À la suite de ça, les 22, 23 et 24 novembre, l’association Kaina, qui collabore avec les quartiers populaires, organise un événement en présence des « marcheurs ». Le but poursuivi étant d’« ancrer cet événement jusqu’alors méconnu qu’est la marche dans l’Histoire nationale ».« Il nous a paru évident que, pour son 30e anniversaire, nous nous devions de rendre hommage à ces hommes et femmes qui, un jour, se sont levés et ont marché pour dire stop au racisme, aux violences, aux discriminations. Ils ont marché ensemble pour réclamer leurs droits en tant que citoyens français », déclare Akli Aliouat, le directeur de Kaina. Pour l’anecdote, l’un des jeunes bénévoles de l’association a appris que son père avait également rejoint le mouvement en 1983. Ces trois jours sont l’occasion de débattre, notamment grâce à la diffusion de quelques minutes du documentaire de Mogniss Abdallah devant des élèves du collège des Escholiers de la Mosson. L’objectif ? Assurer un certain devoir de mémoire.

(Crédit photo : © Kaina
Interviewée par l’équipe de Kaina, la marcheuse Marie Laure Mahé a également évoqué le mouvement « Convergence 84 ». Ce dernier, encore plus méconnu du grand public, a inspiré le slogan « La France, c’est comme une mobylette, pour avancer, il lui faut du mélange ». Ce projet mettait en scène des jeunes issus de différentes composantes de la population immigrée – maghrébine, subsaharienne, portugaise et asiatique – réalisant cinq parcours à travers la France équipés de mobylettes avec le même mot d’ordre que la marche de 1983. Paradoxalement, l’instigatrice de ce projet, Farida Belghoul, est aujourd’hui la seule voix discordante qui s’est élevée lors de la commémoration de la marche. Dans des vidéos postées sur Youtube, elle fait état d’une manipulation ayant dénaturé le projet de la marche. Selon elle, le Parti socialiste n’aurait pas seulement fait de la récupération politique sur la Marche mais l’aurait directement commanditée. Cependant, Marie Laure Mahé, ancienne proche de Farida Belghoul, avoue avoir du mal à croire « ces allégations ».

Dessin de Juliette Hurault pour Le Nouveau Montpellier
30 ans après la marche pour l’égalité et contre le racisme, où en est-on ?

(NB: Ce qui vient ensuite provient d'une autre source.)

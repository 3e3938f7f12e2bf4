use crate::config::AppConfig;
use crate::report::RunReport;
use crate::tasks::{ProjectRecommendTask, UserRecommendTask};
use anyhow::{anyhow, bail, Result};
use async_trait::async_trait;
use std::collections::BTreeMap;
use std::path::{Path, PathBuf};
use std::sync::Arc;

/// A batch task reachable by name from the command line.
#[async_trait]
pub trait DataTask: Send + Sync {
    fn name(&self) -> &'static str;

    /// Roles of the input files, in the order they must be passed.
    fn input_roles(&self) -> &'static [&'static str];

    fn min_inputs(&self) -> usize {
        self.input_roles().len()
    }

    async fn run(&self, inputs: &[PathBuf], output: &Path, arg: Option<&str>) -> Result<RunReport>;
}

/// Name -> task lookup, filled once at start-up.
#[derive(Default)]
pub struct TaskRegistry {
    tasks: BTreeMap<String, Arc<dyn DataTask>>,
}

impl TaskRegistry {
    pub fn new() -> Self {
        Self::default()
    }

    /// Registry holding `UserRecommend` and `ProjectRecommend`.
    pub fn with_builtin(config: &AppConfig, workers: usize) -> Result<Self> {
        let mut registry = Self::new();
        registry.register(Arc::new(UserRecommendTask::new(config.user, workers)))?;
        registry.register(Arc::new(ProjectRecommendTask::new(config.project, workers)))?;
        Ok(registry)
    }

    pub fn register(&mut self, task: Arc<dyn DataTask>) -> Result<()> {
        let name = task.name();
        if self.tasks.contains_key(name) {
            bail!("Task {name} is already registered");
        }
        self.tasks.insert(name.to_string(), task);
        Ok(())
    }

    pub fn resolve(&self, name: &str) -> Result<Arc<dyn DataTask>> {
        self.tasks.get(name).cloned().ok_or_else(|| {
            anyhow!(
                "Unknown task {name:?} (available: {})",
                self.names().join("|")
            )
        })
    }

    pub fn names(&self) -> Vec<&str> {
        self.tasks.keys().map(String::as_str).collect()
    }

    pub fn tasks(&self) -> impl Iterator<Item = &Arc<dyn DataTask>> {
        self.tasks.values()
    }
}

#[cfg(test)]
mod tests {
    use super::*;
    use pretty_assertions::assert_eq;

    #[test]
    fn builtin_tasks_are_registered_once() {
        let registry = TaskRegistry::with_builtin(&AppConfig::default(), 1).unwrap();
        assert_eq!(registry.names(), vec!["ProjectRecommend", "UserRecommend"]);
        assert_eq!(registry.resolve("UserRecommend").unwrap().min_inputs(), 5);
        assert_eq!(registry.resolve("ProjectRecommend").unwrap().min_inputs(), 4);
    }

    #[test]
    fn duplicate_registration_is_rejected() {
        let config = AppConfig::default();
        let mut registry = TaskRegistry::with_builtin(&config, 1).unwrap();
        let err = registry
            .register(Arc::new(UserRecommendTask::new(config.user, 1)))
            .unwrap_err();
        assert!(err.to_string().contains("already registered"));
    }

    #[test]
    fn unknown_task_lists_the_known_ones() {
        let registry = TaskRegistry::with_builtin(&AppConfig::default(), 1).unwrap();
        let err = match registry.resolve("Nope") {
            Ok(_) => panic!("expected unknown task"),
            Err(err) => err.to_string(),
        };
        assert!(err.contains("Nope"));
        assert!(err.contains("ProjectRecommend|UserRecommend"));
    }
}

Un récent article du quotidien Le Monde, daté du 14 décembre 2013, fait état « d’une France tolérante mais crispée sur l’Islam ». Selon cet article, si l’on peut noter une baisse dans l’opinion du racisme, le rejet de l’étranger n’a pas totalement disparu, concentré autour d’un amalgame arabophobe/islamophobe.
En guise d’illustration, notre chère ville de Montpellier défraye la chronique. Il y a quelques jours, à l’hôpital St Eloi, une patiente raillait sa voisine de chambre de confession musulmane en publiant sur les réseaux sociaux une photo d’elle faisant sa prière. Une photo qui a rapidement fait l’objet de commentaires supposément humoristiques à caractère raciste. L’affaire s’est soldée par des excuses à la victime alors que la direction de l’hôpital se désolidarisait des propos tenus par le biais d’un communiqué de presse. Mais qu’en est-il quand des propos à caractère raciste, des comportements violents à l’encontre des individus issus de l’immigration maghrébine ou encore des chants nazis sont diffusés dans l’indifférence générale au sein d’une administration ? C’est l’objet de la récente alerte du site d’information Médiapart sur la SNCF et notamment sur le service de sûreté générale (SUGE) de Montpellier.
Le racisme, considéré comme un délit en France, fait malheureusement encore l’objet de nombreuses infractions, et ce 30 ans après la marche pour l’égalité.